Fifty guineas! Your fault, a good deal, you know; you made
me think worse of it than it deserved. You'll see; Blackstaffe'll
make a small fortune out of it; of course he has all the rights--
idiot that I was! Well, it's too late to talk about that.--And I
say, old man, don't take my growl too literally. I don't really mean
that you were to blame. I should be an ungrateful cur if I thought
such a thing."
"How's 'The Slummer' getting on?" asked Warburton good-humouredly.
"Well, I was going to say that I shall have it finished in a few
weeks. If Blackstaffe wants 'The Slummer' he'll have to pay for it.

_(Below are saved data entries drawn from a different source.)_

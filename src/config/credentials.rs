//! API key validation and persistence.

use std::path::Path;

use tokio::fs;
use tracing::{error, info, warn};

use super::ConfigError;
use crate::llm::{GenerationRequest, LlmProvider, Message};

/// Environment variable holding the Groq API key.
pub const API_KEY_VAR: &str = "GROQ_API_KEY";

const VALIDATION_PROMPT: &str = "Hello";
const VALIDATION_MAX_TOKENS: u32 = 10;

/// Result of a credential check.
#[derive(Debug, Clone, PartialEq, Eq)]
pub enum ValidationOutcome {
    /// The service accepted the key.
    Valid,
    /// The key was blank; no request was made.
    Empty,
    /// The request failed; carries the error message.
    Rejected(String),
}

impl ValidationOutcome {
    pub fn is_valid(&self) -> bool {
        matches!(self, ValidationOutcome::Valid)
    }
}

/// Checks that `llm` can complete a minimal request with `model`.
///
/// `llm` must already carry the key under test. A provider without a key is
/// reported as [`ValidationOutcome::Empty`] without touching the network.
pub async fn validate_api_key(llm: &dyn LlmProvider, model: &str) -> ValidationOutcome {
    if !llm.has_api_key() {
        warn!("API key validation skipped: key is empty");
        return ValidationOutcome::Empty;
    }

    info!("Attempting to validate API key");
    let request = GenerationRequest::new(model, vec![Message::user(VALIDATION_PROMPT)])
        .with_max_tokens(VALIDATION_MAX_TOKENS);

    match llm.generate(request).await {
        Ok(_) => {
            info!("API key validation successful");
            ValidationOutcome::Valid
        }
        Err(e) => {
            error!("API key validation failed: {}", e);
            ValidationOutcome::Rejected(e.to_string())
        }
    }
}

/// Writes `GROQ_API_KEY=<key>` into the env file at `path`.
///
/// An existing key line is replaced in place; every other line is kept.
/// The file is created when missing.
pub async fn persist_api_key(path: impl AsRef<Path>, api_key: &str) -> Result<(), ConfigError> {
    let path = path.as_ref();
    let api_key = api_key.trim();
    if api_key.is_empty() {
        return Err(ConfigError::InvalidValue {
            key: API_KEY_VAR.to_string(),
            message: "refusing to persist an empty key".to_string(),
        });
    }

    let existing = match fs::read_to_string(path).await {
        Ok(content) => content,
        Err(e) if e.kind() == std::io::ErrorKind::NotFound => String::new(),
        Err(e) => return Err(e.into()),
    };

    let content = upsert_key_line(&existing, api_key);
    if let Some(parent) = path.parent().filter(|p| !p.as_os_str().is_empty()) {
        fs::create_dir_all(parent).await?;
    }
    fs::write(path, content).await?;

    info!("Saved API key to {}", path.display());
    Ok(())
}

fn upsert_key_line(existing: &str, api_key: &str) -> String {
    let new_line = format!("{}={}", API_KEY_VAR, api_key);
    let mut replaced = false;

    let mut lines: Vec<String> = existing
        .lines()
        .filter_map(|line| {
            if !is_key_line(line) {
                return Some(line.to_string());
            }
            if replaced {
                None
            } else {
                replaced = true;
                Some(new_line.clone())
            }
        })
        .collect();

    if !replaced {
        lines.push(new_line);
    }

    let mut content = lines.join("\n");
    content.push('\n');
    content
}

fn is_key_line(line: &str) -> bool {
    let line = line.trim_start();
    let line = line.strip_prefix("export ").unwrap_or(line).trim_start();
    line.strip_prefix(API_KEY_VAR)
        .is_some_and(|rest| rest.trim_start().starts_with('='))
}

Of course it must go to the Academy, and of course I shall keep all
the rights--unless Blackstaffe makes a really handsome offer. Why,
it ought to be worth five or six hundred to me at least. And that
would start us. But I don't care even if I only get half that, I
shall be married all the same. Rosamund has plenty of pluck. I
couldn't ask her to start life on a pound a week--about my average
for the last two years; but with two or three hundred in hand, and a
decent little house, like that of Mrs. Cross's, at a reasonable rent
--well, we shall risk it. I'm sick of waiting. And it isn't fair to
a girl--that's my view. Two years now; an engagement that lasts
more than two years isn't likely to come to much good. You'll think
my behaviour pretty cool, on one point. I don't forget, you old
usurer, that I owe you something more than a hundred pounds--"
"Pooh!"
"Be poohed yourself! But for you, I should have gone without dinner
many a day; but for you, I should most likely have had to chuck
painting altogether, and turn clerk or dock-labourer.